Several established experimental tools and protocols have been developed for studying yfeE function:
Genetic Manipulation Systems:
Gene deletion protocols using lambda Red recombination
Complementation systems with inducible promoters
Site-directed mutagenesis approaches for targeted modifications
Reporter fusion constructs (lacZ, gfp) for expression analysis
Expression and Purification Protocols:
Optimized expression conditions in E. coli systems
Multi-step purification strategies involving IMAC, IEX, and SEC
Quality control methods including SDS-PAGE, Western blotting, and mass spectrometry
Activity assays to verify functional integrity
Functional Assays:
Growth assays under iron-restricted conditions
Iron uptake measurements using radioactive or fluorescent iron sources
DNA binding assays (EMSA, footprinting, SPR)
Reporter systems for monitoring iron-responsive gene expression
Structural Analysis Tools:
X-ray crystallography methods for protein structure determination
NMR approaches for investigating protein dynamics and interactions
Hydrogen-deuterium exchange mass spectrometry for conformational analysis
Computational modeling tools for structure prediction and analysis
In Vivo Models:
These established tools provide a foundation for investigating yfeE function, though researchers often need to adapt and optimize protocols for their specific experimental systems and questions.
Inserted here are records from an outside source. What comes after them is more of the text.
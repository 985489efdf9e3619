#![forbid(unsafe_code)]
#![deny(
    warnings,
    dead_code,
    unused,
    unused_imports,
    unused_must_use,
    unreachable_pub,
    clippy::all,
    clippy::pedantic,
    clippy::nursery,
    rustdoc::broken_intra_doc_links,
    rustdoc::bare_urls,
    missing_docs
)]
#![allow(clippy::redundant_pub_crate)]

//! Administrative CLI for a Dendrite homeserver.
//!
//! Layout:
//! - `cli.rs`: argument parsing, configuration merge, and dispatch
//! - `commands/`: command handlers grouped by concern
//! - `client.rs`: shared error types, context, and prompt helpers
//! - `output.rs`: table and JSON renderers
//! - `main.rs`: thin entrypoint delegating to `run()`

pub(crate) mod cli;
pub(crate) mod client;
pub(crate) mod commands;
pub(crate) mod output;

pub use cli::run;
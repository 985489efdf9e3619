//! Error types for the directory query layer.

use std::path::PathBuf;

use thiserror::Error;

/// Result alias for directory query operations.
pub type DataResult<T> = Result<T, DataError>;

/// Errors raised by the directory query layer.
#[derive(Debug, Error)]
pub enum DataError {
    /// The database URI could not be parsed or used.
    #[error("invalid database URI: {reason}")]
    InvalidUri {
        /// Machine-readable reason for the rejection.
        reason: String,
    },
    /// The SQLite database file does not exist.
    #[error("database file {path} does not exist")]
    MissingDatabaseFile {
        /// Path that was looked up.
        path: PathBuf,
    },
    /// A database operation failed.
    #[error("database operation '{operation}' failed")]
    QueryFailed {
        /// Operation identifier.
        operation: &'static str,
        /// Underlying SQL error.
        #[source]
        source: sqlx::Error,
    },
}

impl DataError {
    pub(crate) fn invalid_uri(reason: impl Into<String>) -> Self {
        Self::InvalidUri {
            reason: reason.into(),
        }
    }

    pub(crate) fn query(operation: &'static str) -> impl Fn(sqlx::Error) -> Self {
        move |source| Self::QueryFailed { operation, source }
    }
}
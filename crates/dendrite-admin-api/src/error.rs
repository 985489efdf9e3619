//! Error taxonomy for admin API operations.

use reqwest::StatusCode;
use thiserror::Error;

/// Maximum password length accepted by Dendrite's bcrypt-backed storage.
pub const MAX_PASSWORD_BYTES: usize = 72;

/// Convenience alias for admin API results.
pub type Result<T> = std::result::Result<T, Error>;

/// Primary error type for admin API operations.
///
/// Every failure is surfaced to the caller; the client never retries and
/// never recovers silently.
#[derive(Debug, Error)]
pub enum Error {
    /// A password exceeded the 72-byte limit before any network call.
    #[error(
        "password is {bytes} bytes; Dendrite rejects passwords over \
         {MAX_PASSWORD_BYTES} bytes (set override-password-length-check to bypass)"
    )]
    PasswordTooLong {
        /// UTF-8 byte length of the offending password.
        bytes: usize,
    },
    /// A local precondition other than password length failed.
    #[error("validation failed: {0}")]
    Validation(String),
    /// The server answered with a non-2xx status other than 404.
    #[error("server returned {status}: {body}")]
    Remote {
        /// HTTP status of the response.
        status: StatusCode,
        /// Raw response body, kept verbatim for the operator.
        body: String,
    },
    /// The server reported an unknown room or user identifier.
    #[error("{what} not found: {body}")]
    NotFound {
        /// Identifier the server did not recognize.
        what: String,
        /// Raw response body.
        body: String,
    },
    /// The server response violated the expected handshake shape.
    #[error("protocol violation: {0}")]
    Protocol(String),
    /// No interactive-auth flow started with a password stage.
    #[error("no supported interactive-auth flow (expected a flow starting with m.login.password)")]
    UnsupportedFlow,
    /// An intermediate postcondition of a multi-step handshake failed.
    #[error("{0}")]
    Operation(String),
    /// The HTTP transport failed before a response was received.
    #[error("transport error: {0}")]
    Transport(#[from] reqwest::Error),
    /// A URL could not be constructed from the configured base URL.
    #[error("invalid URL: {0}")]
    Url(#[from] url::ParseError),
}

impl Error {
    /// Whether this error is the 404 subtype of the remote class.
    #[must_use]
    pub const fn is_not_found(&self) -> bool {
        matches!(self, Self::NotFound { .. })
    }

    /// HTTP status carried by remote errors, if any.
    #[must_use]
    pub const fn status(&self) -> Option<StatusCode> {
        match self {
            Self::Remote { status, .. } => Some(*status),
            Self::NotFound { .. } => Some(StatusCode::NOT_FOUND),
            _ => None,
        }
    }
}
//! Table and JSON renderers for command results.

use anyhow::anyhow;
use chrono::{TimeZone, Utc};
use dendrite_admin_api::models::EvacuationReport;
use dendrite_admin_data::{AccountRecord, RoomRecord};
use serde_json::{Value, json};

use crate::cli::OutputFormat;
use crate::client::{CliError, CliResult};

/// Placeholder for rooms with no registered alias.
const NO_ALIAS: &str = "<no alias>";
/// Placeholder for accounts with no recorded creation time.
const UNKNOWN_TIMESTAMP: &str = "<unknown>";

fn to_pretty(value: &Value) -> CliResult<String> {
    serde_json::to_string_pretty(value)
        .map_err(|err| CliError::failure(anyhow!("failed to format JSON: {err}")))
}

/// Render an arbitrary JSON document. The table format prints one
/// `key: value` line per top-level field.
pub(crate) fn render_value(value: &Value, format: OutputFormat) -> CliResult<()> {
    match format {
        OutputFormat::Json => println!("{}", to_pretty(value)?),
        OutputFormat::Table => {
            if let Value::Object(map) = value {
                for (key, entry) in map {
                    match entry {
                        Value::String(text) => println!("{key}: {text}"),
                        other => println!("{key}: {}", compact(other)?),
                    }
                }
            } else {
                println!("{}", to_pretty(value)?);
            }
        }
    }
    Ok(())
}

fn compact(value: &Value) -> CliResult<String> {
    serde_json::to_string(value)
        .map_err(|err| CliError::failure(anyhow!("failed to format JSON: {err}")))
}

pub(crate) fn render_evacuation(report: &EvacuationReport, format: OutputFormat) -> CliResult<()> {
    match format {
        OutputFormat::Json => {
            println!("{}", to_pretty(&json!({ "affected": report.affected }))?);
        }
        OutputFormat::Table => {
            if report.affected.is_empty() {
                println!("no one affected");
            } else {
                for id in &report.affected {
                    println!("{id}");
                }
                println!("{} affected", report.affected.len());
            }
        }
    }
    Ok(())
}

/// Render the account directory, oldest account first. Accounts without a
/// creation time sort to the top.
pub(crate) fn render_accounts(accounts: &[AccountRecord], format: OutputFormat) -> CliResult<()> {
    let mut sorted: Vec<&AccountRecord> = accounts.iter().collect();
    sorted.sort_by_key(|account| account.created_ts.unwrap_or(0));

    match format {
        OutputFormat::Json => {
            let rows: Vec<Value> = sorted
                .iter()
                .map(|account| {
                    json!({
                        "user_id": format!("@{}:{}", account.localpart, account.server_name),
                        "created_ts": account.created_ts,
                        "account_type": account_type_label(account.account_type),
                        "is_deactivated": account.is_deactivated,
                        "appservice_id": account.appservice_id,
                        "display_name": account.display_name,
                        "avatar_url": account.avatar_url,
                    })
                })
                .collect();
            println!("{}", to_pretty(&Value::Array(rows))?);
        }
        OutputFormat::Table => {
            println!(
                "{:<40} {:<20} {:<11} {:<12} {:<14} DISPLAY NAME",
                "USER", "CREATED", "TYPE", "STATUS", "APPSERVICE"
            );
            for account in sorted {
                let user_id = format!("@{}:{}", account.localpart, account.server_name);
                println!(
                    "{user_id:<40} {:<20} {:<11} {:<12} {:<14} {}",
                    format_created(account.created_ts),
                    account_type_label(account.account_type),
                    if account.is_deactivated {
                        "deactivated"
                    } else {
                        "active"
                    },
                    account.appservice_id.as_deref().unwrap_or("-"),
                    account.display_name.as_deref().unwrap_or("")
                );
            }
        }
    }
    Ok(())
}

pub(crate) fn render_rooms(rooms: &[RoomRecord], format: OutputFormat) -> CliResult<()> {
    match format {
        OutputFormat::Json => {
            let rows: Vec<Value> = rooms
                .iter()
                .map(|room| {
                    json!({
                        "alias": room.alias,
                        "room_id": room.room_id,
                        "room_version": room.room_version,
                    })
                })
                .collect();
            println!("{}", to_pretty(&Value::Array(rows))?);
        }
        OutputFormat::Table => {
            println!("{:<40} {:<48} VERSION", "ALIAS", "ROOM ID");
            for room in rooms {
                println!(
                    "{:<40} {:<48} {}",
                    room.alias.as_deref().unwrap_or(NO_ALIAS),
                    room.room_id,
                    room.room_version
                );
            }
        }
    }
    Ok(())
}

fn format_created(created_ts: Option<i64>) -> String {
    created_ts
        .and_then(|millis| Utc.timestamp_millis_opt(millis).single())
        .map_or_else(
            || UNKNOWN_TIMESTAMP.to_string(),
            |when| when.format("%Y-%m-%d %H:%M:%S").to_string(),
        )
}

/// Dendrite's numeric account types.
const fn account_type_label(account_type: i64) -> &'static str {
    match account_type {
        1 => "user",
        2 => "guest",
        3 => "admin",
        4 => "appservice",
        _ => "unknown",
    }
}
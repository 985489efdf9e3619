//! The typed configuration document.

use std::collections::BTreeMap;

use serde::{Deserialize, Serialize};

/// Persisted configuration document.
///
/// Recognized keys are typed below; anything else found in the file is
/// preserved verbatim across the read-fully/write-fully cycle.
#[derive(Debug, Clone, Default, PartialEq, Serialize, Deserialize)]
pub struct ConfigDocument {
    /// Admin access token used for bearer authentication.
    #[serde(default, skip_serializing_if = "Option::is_none")]
    pub access_token: Option<String>,
    /// Homeserver base URL.
    #[serde(default, skip_serializing_if = "Option::is_none")]
    pub server: Option<String>,
    /// Database URI for the directory listing commands.
    #[serde(default, skip_serializing_if = "Option::is_none")]
    pub database_uri: Option<String>,
    /// Proxy URL routed through for every request.
    #[serde(default, skip_serializing_if = "Option::is_none")]
    pub proxies: Option<String>,
    /// Admin endpoint dialect (`stable` or `legacy`).
    #[serde(default, skip_serializing_if = "Option::is_none")]
    pub dialect: Option<String>,
    /// HTTP timeouts, in seconds.
    #[serde(default, skip_serializing_if = "Option::is_none")]
    pub timeout: Option<TimeoutSettings>,
    /// Extra headers sent with every request.
    #[serde(default, skip_serializing_if = "BTreeMap::is_empty")]
    pub headers: BTreeMap<String, String>,
    /// Disable the local 72-byte password length check.
    #[serde(
        default,
        rename = "override-password-length-check",
        skip_serializing_if = "std::ops::Not::not"
    )]
    pub override_password_length_check: bool,
    /// Unrecognized keys, preserved as-is.
    #[serde(flatten)]
    pub extra: toml::Table,
}

/// HTTP timeouts in seconds, mirroring the client defaults.
#[derive(Debug, Clone, Copy, PartialEq, Eq, Serialize, Deserialize)]
pub struct TimeoutSettings {
    /// Connection establishment deadline.
    #[serde(default = "default_connect")]
    pub connect: u64,
    /// Per-read deadline; admin operations can be slow to acknowledge.
    #[serde(default = "default_read")]
    pub read: u64,
    /// Per-write deadline.
    #[serde(default = "default_write")]
    pub write: u64,
    /// Idle pooled connection lifetime.
    #[serde(default = "default_pool")]
    pub pool: u64,
}

impl Default for TimeoutSettings {
    fn default() -> Self {
        Self {
            connect: default_connect(),
            read: default_read(),
            write: default_write(),
            pool: default_pool(),
        }
    }
}

const fn default_connect() -> u64 {
    10
}

const fn default_read() -> u64 {
    180
}

const fn default_write() -> u64 {
    60
}

const fn default_pool() -> u64 {
    10
}
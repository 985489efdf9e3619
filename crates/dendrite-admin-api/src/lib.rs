#![forbid(unsafe_code)]
#![deny(
    warnings,
    dead_code,
    unused,
    unused_imports,
    unused_must_use,
    unreachable_pub,
    clippy::all,
    clippy::pedantic,
    clippy::nursery,
    rustdoc::broken_intra_doc_links,
    rustdoc::bare_urls,
    missing_docs
)]

//! Typed client for the Dendrite admin HTTP API.
//!
//! Layout: `client.rs` (the [`AdminClient`] and its single-round-trip
//! operations), `register.rs` (the two-phase shared-secret registration
//! handshake), `deactivate.rs` (the three-step deactivation handshake),
//! `models.rs` (wire models), `error.rs` (error taxonomy).

pub mod client;
pub mod deactivate;
pub mod error;
pub mod models;
pub mod register;

pub use client::{AdminClient, AdminClientBuilder, Dialect, Timeouts};
pub use error::{Error, Result};
pub use models::{
    EvacuationReport, LoginSession, PasswordReset, RegisteredUser, ServerNotice, UiaChallenge,
    UiaFlow,
};
pub use register::RegistrationRequest;
//! Analyzer engine
//!
//! Runs every recognizer applicable to a language against input text and
//! returns the union of their matches. Recognizer failures are isolated: a
//! recognizer that errors is logged and skipped, and the remaining
//! recognizers still contribute results.

use crate::domain::{EntityType, PiiMatch};
use crate::recognizer::registry::RecognizerRegistry;

/// Runs registered recognizers over input text
pub struct AnalyzerEngine {
    registry: RecognizerRegistry,
}

impl AnalyzerEngine {
    /// Create an analyzer over an existing registry
    pub fn new(registry: RecognizerRegistry) -> Self {
        Self { registry }
    }

    /// Read access to the registry
    pub fn registry(&self) -> &RecognizerRegistry {
        &self.registry
    }

    /// Mutable access to the registry
    ///
    /// Mutation requires exclusive access, so concurrent `analyze` calls on
    /// a shared analyzer can never observe a half-updated registry.
    pub fn registry_mut(&mut self) -> &mut RecognizerRegistry {
        &mut self.registry
    }

    /// Detect PII spans in `text`
    ///
    /// When `entities` is given, only recognizers able to emit at least one
    /// of those types run, and results are filtered to exactly those types.
    /// Without a filter every applicable recognizer runs and everything it
    /// finds is returned. The result order is unspecified.
    pub fn analyze(
        &self,
        text: &str,
        entities: Option<&[EntityType]>,
        language: &str,
    ) -> Vec<PiiMatch> {
        let char_len = text.chars().count();
        let mut matches = Vec::new();

        for recognizer in self.registry.recognizers_for(language, entities) {
            let found = match recognizer.detect(text) {
                Ok(found) => found,
                Err(e) => {
                    tracing::warn!(
                        recognizer = recognizer.name(),
                        error = %e,
                        "Recognizer failed; skipping its results"
                    );
                    continue;
                }
            };

            for m in found {
                if !m.is_within(char_len) {
                    tracing::warn!(
                        recognizer = recognizer.name(),
                        start = m.start,
                        end = m.end,
                        "Dropping match with out-of-bounds span"
                    );
                    continue;
                }
                if let Some(wanted) = entities {
                    if !wanted.contains(&m.entity_type) {
                        continue;
                    }
                }
                matches.push(m);
            }
        }

        tracing::debug!(
            language,
            matches = matches.len(),
            "Analysis complete"
        );
        matches
    }
}

#[cfg(test)]
mod tests {
    use super::*;
    use crate::domain::{tags, Result};
    use crate::recognizer::{pattern::PatternRecognizer, Recognizer};
    use std::sync::Arc;

    struct FailingRecognizer {
        entities: [EntityType; 1],
    }

    impl FailingRecognizer {
        fn new() -> Self {
            Self {
                entities: [EntityType::new("BROKEN")],
            }
        }
    }

    impl Recognizer for FailingRecognizer {
        fn name(&self) -> &str {
            "failing_recognizer"
        }

        fn supported_entities(&self) -> &[EntityType] {
            &self.entities
        }

        fn language(&self) -> &str {
            "en"
        }

        fn detect(&self, _text: &str) -> Result<Vec<PiiMatch>> {
            Err(crate::domain::DeidentifyError::Recognition {
                recognizer: "failing_recognizer".to_string(),
                reason: "synthetic failure".to_string(),
            })
        }
    }

    fn analyzer_with_order_id() -> AnalyzerEngine {
        let mut registry = RecognizerRegistry::with_builtins("en").unwrap();
        registry.add_pattern_recognizer(
            PatternRecognizer::new("ORDER_ID", r"ORD-\d{4}", 0.85, "en").unwrap(),
        );
        AnalyzerEngine::new(registry)
    }

    #[test]
    fn test_analyze_finds_custom_entity() {
        let analyzer = analyzer_with_order_id();
        let matches = analyzer.analyze("The order confirmation is ORD-1234.", None, "en");
        assert!(matches.iter().any(|m| m.entity_type == "ORDER_ID"));
    }

    #[test]
    fn test_entity_filter_restricts_results() {
        let analyzer = analyzer_with_order_id();
        let text = "Email jane.d@example.com about ORD-1234.";

        let unfiltered = analyzer.analyze(text, None, "en");
        assert!(unfiltered.iter().any(|m| m.entity_type == "EMAIL_ADDRESS"));
        assert!(unfiltered.iter().any(|m| m.entity_type == "ORDER_ID"));

        let wanted = [EntityType::new("ORDER_ID")];
        let filtered = analyzer.analyze(text, Some(&wanted), "en");
        assert!(!filtered.is_empty());
        assert!(filtered.iter().all(|m| m.entity_type == "ORDER_ID"));
    }

    #[test]
    fn test_no_pii_yields_empty() {
        let analyzer = AnalyzerEngine::new(RecognizerRegistry::with_builtins("en").unwrap());
        let matches = analyzer.analyze(
            "This is a perfectly safe sentence with no sensitive data.",
            None,
            "en",
        );
        assert!(matches.is_empty());
    }

    #[test]
    fn test_failing_recognizer_is_isolated() {
        let mut registry = RecognizerRegistry::with_builtins("en").unwrap();
        registry.add_recognizer(Arc::new(FailingRecognizer::new()));
        let analyzer = AnalyzerEngine::new(registry);

        let matches = analyzer.analyze("Contact jane.d@example.com.", None, "en");
        assert!(matches.iter().any(|m| m.entity_type == tags::EMAIL_ADDRESS));
    }

    #[test]
    fn test_deterministic_across_calls() {
        let analyzer = analyzer_with_order_id();
        let text = "On 2023-05-10, Mr. Smith (john.p.smith@corp.com) filed ORD-1234.";
        let first = analyzer.analyze(text, None, "en");
        let second = analyzer.analyze(text, None, "en");
        assert_eq!(first, second);
    }

    #[test]
    fn test_unknown_language_runs_nothing() {
        let analyzer = analyzer_with_order_id();
        let matches = analyzer.analyze("jane.d@example.com", None, "fr");
        assert!(matches.is_empty());
    }
}
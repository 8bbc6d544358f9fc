//! Calendar date recognizer

use super::compile;
use crate::domain::{tags, EntityType, PiiMatch, Result};
use crate::recognizer::{char_span, Recognizer};
use regex::Regex;

/// Date recognizer for ISO, slash, and month-name forms
///
/// ISO candidates are range-checked (month 1-12, day 1-31) so that
/// arbitrary hyphenated numbers don't register as dates.
pub struct DateRecognizer {
    entities: [EntityType; 1],
    iso: Regex,
    slash: Regex,
    month_name: Vec<Regex>,
}

impl DateRecognizer {
    pub fn new() -> Result<Self> {
        const MONTHS: &str = "Jan|Feb|Mar|Apr|May|Jun|Jul|Aug|Sep|Oct|Nov|Dec";
        Ok(Self {
            entities: [EntityType::new(tags::DATE_TIME)],
            iso: compile(tags::DATE_TIME, r"\b\d{4}-\d{2}-\d{2}\b")?,
            slash: compile(tags::DATE_TIME, r"\b\d{1,2}/\d{1,2}/\d{2,4}\b")?,
            month_name: vec![
                // March 5, 2024 / Mar 5 2024
                compile(
                    tags::DATE_TIME,
                    &format!(r"\b(?:{MONTHS})[a-z]*\.?\s+\d{{1,2}}(?:st|nd|rd|th)?,?\s+\d{{4}}\b"),
                )?,
                // 5 March 2024
                compile(
                    tags::DATE_TIME,
                    &format!(r"\b\d{{1,2}}\s+(?:{MONTHS})[a-z]*\.?\s+\d{{4}}\b"),
                )?,
            ],
        })
    }

    fn valid_iso(candidate: &str) -> bool {
        let mut parts = candidate.split('-').skip(1);
        let month = parts.next().and_then(|p| p.parse::<u32>().ok());
        let day = parts.next().and_then(|p| p.parse::<u32>().ok());
        matches!((month, day), (Some(m), Some(d)) if (1..=12).contains(&m) && (1..=31).contains(&d))
    }
}

impl Recognizer for DateRecognizer {
    fn name(&self) -> &str {
        "date_recognizer"
    }

    fn supported_entities(&self) -> &[EntityType] {
        &self.entities
    }

    fn language(&self) -> &str {
        "en"
    }

    fn detect(&self, text: &str) -> Result<Vec<PiiMatch>> {
        let mut matches = Vec::new();
        for m in self.iso.find_iter(text) {
            if !Self::valid_iso(m.as_str()) {
                continue;
            }
            let (start, end) = char_span(text, m.start(), m.end());
            matches.push(PiiMatch::new(self.entities[0].clone(), start, end, 0.6));
        }
        for m in self.slash.find_iter(text) {
            let (start, end) = char_span(text, m.start(), m.end());
            matches.push(PiiMatch::new(self.entities[0].clone(), start, end, 0.6));
        }
        for regex in &self.month_name {
            for m in regex.find_iter(text) {
                let (start, end) = char_span(text, m.start(), m.end());
                matches.push(PiiMatch::new(self.entities[0].clone(), start, end, 0.6));
            }
        }
        Ok(matches)
    }
}

#[cfg(test)]
mod tests {
    use super::*;

    #[test]
    fn test_iso_date() {
        let rec = DateRecognizer::new().unwrap();
        let matches = rec.detect("Her date of birth is 1990-01-15.").unwrap();
        assert_eq!(matches.len(), 1);
        assert_eq!(matches[0].entity_type, "DATE_TIME");
    }

    #[test]
    fn test_iso_range_check() {
        let rec = DateRecognizer::new().unwrap();
        assert!(rec.detect("build 2024-99-99 failed").unwrap().is_empty());
    }

    #[test]
    fn test_slash_date() {
        let rec = DateRecognizer::new().unwrap();
        assert_eq!(rec.detect("admitted 12/31/2023").unwrap().len(), 1);
    }

    #[test]
    fn test_month_name_dates() {
        let rec = DateRecognizer::new().unwrap();
        assert_eq!(rec.detect("seen on March 5, 2024").unwrap().len(), 1);
        assert_eq!(rec.detect("seen on 5 March 2024").unwrap().len(), 1);
    }

    #[test]
    fn test_plain_text_has_no_dates() {
        let rec = DateRecognizer::new().unwrap();
        assert!(rec
            .detect("This is a perfectly safe sentence with no sensitive data.")
            .unwrap()
            .is_empty());
    }
}
//! Deidentify command implementation

use clap::Args;
use std::path::PathBuf;

/// Arguments for the deidentify command
#[derive(Args, Debug)]
pub struct DeidentifyArgs {
    /// Text to de-identify (reads stdin when neither text nor --file is given)
    pub text: Option<String>,

    /// Read the text from a file instead
    #[arg(short, long, conflicts_with = "text")]
    pub file: Option<PathBuf>,

    /// Anonymization strategy (mask, hash)
    #[arg(short, long, default_value = "mask")]
    pub strategy: String,

    /// Language of the text
    #[arg(short, long, default_value = "en")]
    pub language: String,

    /// Write the result to a file instead of stdout
    #[arg(short, long)]
    pub output: Option<PathBuf>,
}

impl DeidentifyArgs {
    /// Execute the deidentify command
    pub fn execute(&self, config_path: &str) -> anyhow::Result<i32> {
        let engine = super::load_engine(config_path)?;
        let text = super::read_input(self.text.as_deref(), self.file.as_deref())?;

        let result = engine.deidentify(&text, &self.strategy, &self.language)?;
        tracing::info!(strategy = %self.strategy, "De-identification complete");

        match &self.output {
            Some(path) => std::fs::write(path, result)?,
            None => println!("{result}"),
        }
        Ok(0)
    }
}
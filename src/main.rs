// Deidentify - PII Detection and De-identification Engine
// Copyright (c) 2025 Deidentify Contributors
// Licensed under the MIT License

use clap::Parser;
use deidentify::cli::{Cli, Commands};
use deidentify::config::LoggingConfig;
use deidentify::logging::init_logging;
use std::process;

fn main() {
    // Load environment variables from .env file if present
    let _ = dotenvy::dotenv();

    let cli = Cli::parse();

    // Console-only logging for the CLI; file logging is for library embedders
    let logging_config = LoggingConfig {
        level: cli.log_level.clone().unwrap_or_else(|| "info".to_string()),
        ..Default::default()
    };
    let _guard = match init_logging(&logging_config) {
        Ok(guard) => guard,
        Err(e) => {
            eprintln!("Failed to initialize logging: {e}");
            process::exit(5);
        }
    };

    tracing::debug!(version = env!("CARGO_PKG_VERSION"), "Deidentify starting");

    let exit_code = match execute_command(&cli) {
        Ok(code) => code,
        Err(e) => {
            tracing::error!(error = %e, "Command execution failed");
            eprintln!("Error: {e}");
            5 // Fatal error exit code
        }
    };

    process::exit(exit_code);
}

/// Execute the CLI command
fn execute_command(cli: &Cli) -> anyhow::Result<i32> {
    match &cli.command {
        Commands::Analyze(args) => args.execute(&cli.config),
        Commands::Deidentify(args) => args.execute(&cli.config),
        Commands::Record(args) => args.execute(&cli.config),
        Commands::ValidateConfig(args) => args.execute(&cli.config),
    }
}
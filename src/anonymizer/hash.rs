//! Hashing operator

use super::Operator;
use sha2::{Digest, Sha256};

/// Replaces a span with its SHA-256 hex digest
///
/// The digest is a pure function of the span text, so identical spans always
/// produce identical replacements and the transformation is one-way.
pub struct HashOperator;

impl Operator for HashOperator {
    fn name(&self) -> &'static str {
        "hash"
    }

    fn operate(&self, span: &str) -> String {
        let mut hasher = Sha256::new();
        hasher.update(span.as_bytes());
        let digest = hasher.finalize();
        format!("{digest:x}")
    }
}

#[cfg(test)]
mod tests {
    use super::*;

    #[test]
    fn test_digest_is_64_hex_chars() {
        let op = HashOperator;
        let digest = op.operate("jane.d@example.com");
        assert_eq!(digest.len(), 64);
        assert!(digest.chars().all(|c| c.is_ascii_hexdigit()));
    }

    #[test]
    fn test_digest_deterministic() {
        let op = HashOperator;
        assert_eq!(op.operate("123-45-6789"), op.operate("123-45-6789"));
    }

    #[test]
    fn test_digest_differs_from_input() {
        let op = HashOperator;
        assert_ne!(op.operate("555-0132"), "555-0132");
    }

    #[test]
    fn test_known_digest() {
        let op = HashOperator;
        // SHA-256 of the empty string
        assert_eq!(
            op.operate(""),
            "e3b0c44298fc1c149afbf4c8996fb92427ae41e4649b934ca495991b7852b855"
        );
    }
}
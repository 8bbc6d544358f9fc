//! Core domain types for PII detection and de-identification

pub mod entity;
pub mod errors;

pub use entity::{tags, EntityType, PiiMatch};
pub use errors::DeidentifyError;

/// Crate-wide result type
pub type Result<T> = std::result::Result<T, DeidentifyError>;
Effective cross-disciplinary collaboration on yfeE research requires strategic planning and communication:
Interdisciplinary Team Assembly:
Include experts from microbiology, structural biology, biochemistry, and systems biology
Incorporate clinicians for translational relevance
Engage computational biologists for data analysis and modeling
Consider collaborating with metallomics specialists for iron-specific expertise
Shared Research Framework Development:
Establish common terminology and conceptual understanding
Define clear research questions accessible to multiple approaches
Develop integrated experimental plans with defined contributions
Create standardized protocols for consistency across laboratories
Complementary Methodology Application:
Combine reductionist biochemical approaches with systems-level analyses
Integrate in vitro mechanistic studies with in vivo functional validation
Apply both experimental and computational approaches to address hypotheses
Leverage specialized equipment and expertise across participating laboratories
Data Integration Strategies:
Implement shared data repositories with standardized formats
Develop integrated analysis pipelines combining diverse data types
Hold regular data integration meetings to synthesize findings
Create visualization tools accessible to collaborators from different backgrounds
Communication and Coordination Mechanisms:
Establish regular virtual meetings with structured agendas
Use project management tools to track progress and dependencies
Create shared electronic laboratory notebooks for transparent documentation
Develop collaborative manuscripts with clear contribution statements
Effective cross-disciplinary collaboration can accelerate understanding of yfeE by bringing diverse perspectives and complementary techniques to bear on complex questions about iron acquisition systems and their regulation.